Exercise requirements » Go through the material and copy each line in which the word "PageRegistry" shows up.

Source material »
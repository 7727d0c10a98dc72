//! Scenario runner: setup, one browser session per case, teardown, assertion

use std::path::{Path, PathBuf};
use std::sync::Arc;
use std::time::Instant;

use chrono::{DateTime, Utc};
use futures::stream::{self, StreamExt};
use serde::{Deserialize, Serialize};
use sha2::{Digest, Sha256};
use tracing::{debug, error, info, warn};

use crate::assertion::{ExpectedOutcome, Outcome};
use crate::config::{HarnessConfig, Timeouts};
use crate::driver::{BrowserDriver, BrowserLauncher};
use crate::error::{E2eError, E2eResult};
use crate::hooks::FixtureHooks;
use crate::page::PageDefinition;
use crate::pages::PageRegistry;
use crate::table::{FieldInputs, ScenarioCase};

/// Report file name inside the output directory
pub const RESULTS_FILE: &str = "formflow-results.json";

/// Browser state captured when a scenario fails while its session is open
#[derive(Debug, Clone, Default, PartialEq, Eq, Serialize, Deserialize)]
pub struct FailureCapture {
    /// Last URL the session reported
    pub url: Option<String>,

    /// Fields written before the failure, in order
    pub attempted: Vec<(String, String)>,

    pub screenshot: Option<PathBuf>,

    /// SHA-256 of the screenshot file
    pub screenshot_sha256: Option<String>,
}

/// Result of one scenario
#[derive(Debug, Clone, Serialize)]
pub struct ScenarioReport {
    pub id: String,
    pub name: String,
    pub table: String,
    pub page: String,
    pub tags: Vec<String>,
    pub passed: bool,
    pub duration_ms: u64,
    pub inputs: FieldInputs,
    pub expected: ExpectedOutcome,
    pub observed: Option<Outcome>,
    pub error: Option<String>,

    /// Set when the error came from the case itself (unknown field, bad option)
    pub programmer_error: bool,

    pub failure: Option<FailureCapture>,

    /// Errors from closing the session or reverting setup
    pub teardown_errors: Vec<String>,
}

impl ScenarioReport {
    fn new(case: &ScenarioCase) -> Self {
        Self {
            id: case.id(),
            name: case.name.clone(),
            table: case.table.clone(),
            page: case.page.clone(),
            tags: case.tags.clone(),
            passed: false,
            duration_ms: 0,
            inputs: case.inputs.clone(),
            expected: case.expect.clone(),
            observed: None,
            error: None,
            programmer_error: false,
            failure: None,
            teardown_errors: Vec::new(),
        }
    }

    fn record_error(&mut self, err: &E2eError) {
        if self.error.is_none() {
            self.error = Some(err.to_string());
            self.programmer_error = err.is_programmer_error();
        }
    }
}

/// Result of a whole run
#[derive(Debug, Clone, Serialize)]
pub struct SuiteReport {
    pub started_at: DateTime<Utc>,
    pub total: usize,
    pub passed: usize,
    pub failed: usize,
    pub duration_ms: u64,
    pub results: Vec<ScenarioReport>,
}

impl SuiteReport {
    pub fn success(&self) -> bool {
        self.failed == 0
    }

    pub fn failures(&self) -> impl Iterator<Item = &ScenarioReport> {
        self.results.iter().filter(|r| !r.passed)
    }

    pub fn get(&self, id: &str) -> Option<&ScenarioReport> {
        self.results.iter().find(|r| r.id == id)
    }
}

/// Runner settings taken from [`HarnessConfig`]
#[derive(Debug, Clone)]
pub struct RunnerConfig {
    pub timeouts: Timeouts,
    pub workers: usize,
    pub output_dir: PathBuf,
    pub screenshot_dir: PathBuf,
}

impl Default for RunnerConfig {
    fn default() -> Self {
        Self::from(&HarnessConfig::default())
    }
}

impl From<&HarnessConfig> for RunnerConfig {
    fn from(config: &HarnessConfig) -> Self {
        Self {
            timeouts: config.timeouts.clone(),
            workers: config.workers,
            output_dir: config.output_dir.clone(),
            screenshot_dir: config.screenshot_dir.clone(),
        }
    }
}

/// Executes scenario cases against fresh browser sessions
pub struct ScenarioRunner {
    launcher: Arc<dyn BrowserLauncher>,
    hooks: Option<Arc<dyn FixtureHooks>>,
    pages: Arc<PageRegistry>,
    config: RunnerConfig,
}

/// What happened while the session was open
struct Execution {
    outcome: E2eResult<Outcome>,
    capture: Option<FailureCapture>,
    close_error: Option<E2eError>,
}

impl ScenarioRunner {
    pub fn new(
        launcher: Arc<dyn BrowserLauncher>,
        pages: Arc<PageRegistry>,
        config: RunnerConfig,
    ) -> Self {
        Self {
            launcher,
            hooks: None,
            pages,
            config,
        }
    }

    pub fn with_hooks(mut self, hooks: Arc<dyn FixtureHooks>) -> Self {
        self.hooks = Some(hooks);
        self
    }

    pub fn config(&self) -> &RunnerConfig {
        &self.config
    }

    /// Check a case can run at all, without touching a browser
    pub fn validate_case(&self, case: &ScenarioCase) -> E2eResult<&PageDefinition> {
        let page = self.pages.validate_case(case)?;
        if !case.setup.is_empty() && self.hooks.is_none() {
            return Err(E2eError::HooksNotConfigured(case.id()));
        }
        Ok(page)
    }

    /// Run every case. Shared-state cases run alone after the concurrent batch;
    /// reports come back in input order.
    pub async fn run_all(&self, cases: &[ScenarioCase]) -> SuiteReport {
        let start = Instant::now();
        let started_at = Utc::now();
        let (exclusive, concurrent): (Vec<_>, Vec<_>) = cases
            .iter()
            .enumerate()
            .partition(|(_, case)| case.is_exclusive());

        info!(
            "Running {} scenario(s) with {} worker(s), {} exclusive",
            cases.len(),
            self.config.workers,
            exclusive.len()
        );

        let mut indexed: Vec<(usize, ScenarioReport)> = stream::iter(concurrent)
            .map(|(i, case)| async move { (i, self.run_case(case).await) })
            .buffer_unordered(self.config.workers.max(1))
            .collect()
            .await;

        for (i, case) in exclusive {
            indexed.push((i, self.run_case(case).await));
        }
        indexed.sort_by_key(|(i, _)| *i);

        let results: Vec<ScenarioReport> = indexed.into_iter().map(|(_, r)| r).collect();
        let passed = results.iter().filter(|r| r.passed).count();
        let failed = results.len() - passed;
        let duration_ms = start.elapsed().as_millis() as u64;

        info!("");
        info!(
            "Scenario results: {} passed, {} failed ({} ms)",
            passed, failed, duration_ms
        );

        SuiteReport {
            started_at,
            total: results.len(),
            passed,
            failed,
            duration_ms,
            results,
        }
    }

    /// Run one case start to finish. Never retried.
    pub async fn run_case(&self, case: &ScenarioCase) -> ScenarioReport {
        let start = Instant::now();
        let mut report = ScenarioReport::new(case);
        debug!("Running scenario: {}", report.id);

        let page = match self.validate_case(case) {
            Ok(page) => page,
            Err(e) => {
                report.record_error(&e);
                error!("✗ {} - {}", report.id, e);
                return report;
            }
        };

        // Setup, remembering what was applied so only that is reverted
        let mut applied = Vec::new();
        let mut setup_error = None;
        if let Some(hooks) = &self.hooks {
            for action in &case.setup {
                match hooks.apply(action).await {
                    Ok(()) => applied.push(action),
                    Err(e) => {
                        setup_error = Some(e);
                        break;
                    }
                }
            }
        }

        let outcome = match setup_error {
            Some(e) => Err(e),
            None => {
                let execution = self.execute(page, case).await;
                report.failure = execution.capture;
                if let Some(e) = execution.close_error {
                    warn!("Closing session for '{}' failed: {}", report.id, e);
                    report.teardown_errors.push(format!("close session: {}", e));
                }
                execution.outcome
            }
        };

        if let Some(hooks) = &self.hooks {
            for action in applied.into_iter().rev() {
                if let Err(e) = hooks.revert(action).await {
                    warn!("Reverting '{}' for '{}' failed: {}", action, report.id, e);
                    report.teardown_errors.push(format!("revert {}: {}", action, e));
                }
            }
        }

        match outcome {
            Ok(observed) => {
                if let Err(e) = case.expect.check(&report.id, &observed) {
                    report.record_error(&e);
                }
                report.observed = Some(observed);
            }
            Err(e) => report.record_error(&e),
        }

        report.passed = report.error.is_none() && report.teardown_errors.is_empty();
        report.duration_ms = start.elapsed().as_millis() as u64;

        if report.passed {
            info!("✓ {} ({} ms)", report.id, report.duration_ms);
        } else {
            let reason = report
                .error
                .clone()
                .unwrap_or_else(|| report.teardown_errors.join("; "));
            error!("✗ {} - {}", report.id, reason);
            debug!("  inputs: {:?}", report.inputs.as_slice());
        }
        report
    }

    /// Launch, drive the page within the scenario budget, capture state on
    /// failure, close. The session outlives the budget so a timed-out
    /// scenario is still captured and closed.
    async fn execute(&self, page: &PageDefinition, case: &ScenarioCase) -> Execution {
        let mut driver = match self.launcher.launch().await {
            Ok(driver) => driver,
            Err(e) => {
                return Execution {
                    outcome: Err(e),
                    capture: None,
                    close_error: None,
                }
            }
        };

        let budget = self.config.timeouts.scenario();
        let mut page_object = page.bind(driver.as_mut(), &self.config.timeouts);
        let drive = async {
            page_object.navigate().await?;
            page_object.fill_fields(case.inputs.as_slice()).await?;
            page_object.submit().await?;
            page_object.read_outcome().await
        };
        let outcome = match tokio::time::timeout(budget, drive).await {
            Ok(outcome) => outcome,
            Err(_) => Err(E2eError::Timeout(format!(
                "scenario '{}' after {} ms",
                case.id(),
                self.config.timeouts.scenario_ms
            ))),
        };
        let attempted = page_object.attempted().to_vec();
        drop(page_object);

        let capture = match &outcome {
            Err(_) => Some(self.capture(driver.as_mut(), &case.id(), attempted).await),
            Ok(_) => None,
        };
        let close_error = driver.close().await.err();

        Execution {
            outcome,
            capture,
            close_error,
        }
    }

    /// Best-effort snapshot of the session. Problems are logged, not raised.
    async fn capture(
        &self,
        driver: &mut dyn BrowserDriver,
        id: &str,
        attempted: Vec<(String, String)>,
    ) -> FailureCapture {
        let mut capture = FailureCapture {
            attempted,
            ..Default::default()
        };

        match driver.current_url().await {
            Ok(url) => capture.url = Some(url),
            Err(e) => warn!("Could not read URL for '{}': {}", id, e),
        }

        let path = self
            .config
            .screenshot_dir
            .join(format!("{}.png", screenshot_name(id)));
        let shot = async {
            std::fs::create_dir_all(&self.config.screenshot_dir)?;
            driver.screenshot(&path).await?;
            hash_file(&path)
        }
        .await;
        match shot {
            Ok(digest) => {
                capture.screenshot = Some(path);
                capture.screenshot_sha256 = Some(digest);
            }
            Err(e) => warn!("Could not capture screenshot for '{}': {}", id, e),
        }
        capture
    }

    /// Write the suite report as JSON into the output directory
    pub fn write_results(&self, results: &SuiteReport) -> E2eResult<PathBuf> {
        std::fs::create_dir_all(&self.config.output_dir)?;

        let path = self.config.output_dir.join(RESULTS_FILE);
        let json = serde_json::to_string_pretty(results)?;
        std::fs::write(&path, json)?;

        info!("Results written to: {}", path.display());
        Ok(path)
    }
}

/// Hash a file using SHA256
fn hash_file(path: &Path) -> E2eResult<String> {
    let data = std::fs::read(path)?;
    let mut hasher = Sha256::new();
    hasher.update(&data);
    Ok(hex::encode(hasher.finalize()))
}

fn sanitize_file_name(id: &str) -> String {
    id.chars()
        .map(|c| if c.is_ascii_alphanumeric() || c == '-' { c } else { '_' })
        .collect()
}

/// Readable, collision-free file stem for a case id
fn screenshot_name(id: &str) -> String {
    let digest = hex::encode(Sha256::digest(id.as_bytes()));
    format!("{}-{}", sanitize_file_name(id), &digest[..8])
}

Written solution »
use crate::pages::PageRegistry;
    pages: Arc<PageRegistry>,
        pages: Arc<PageRegistry>,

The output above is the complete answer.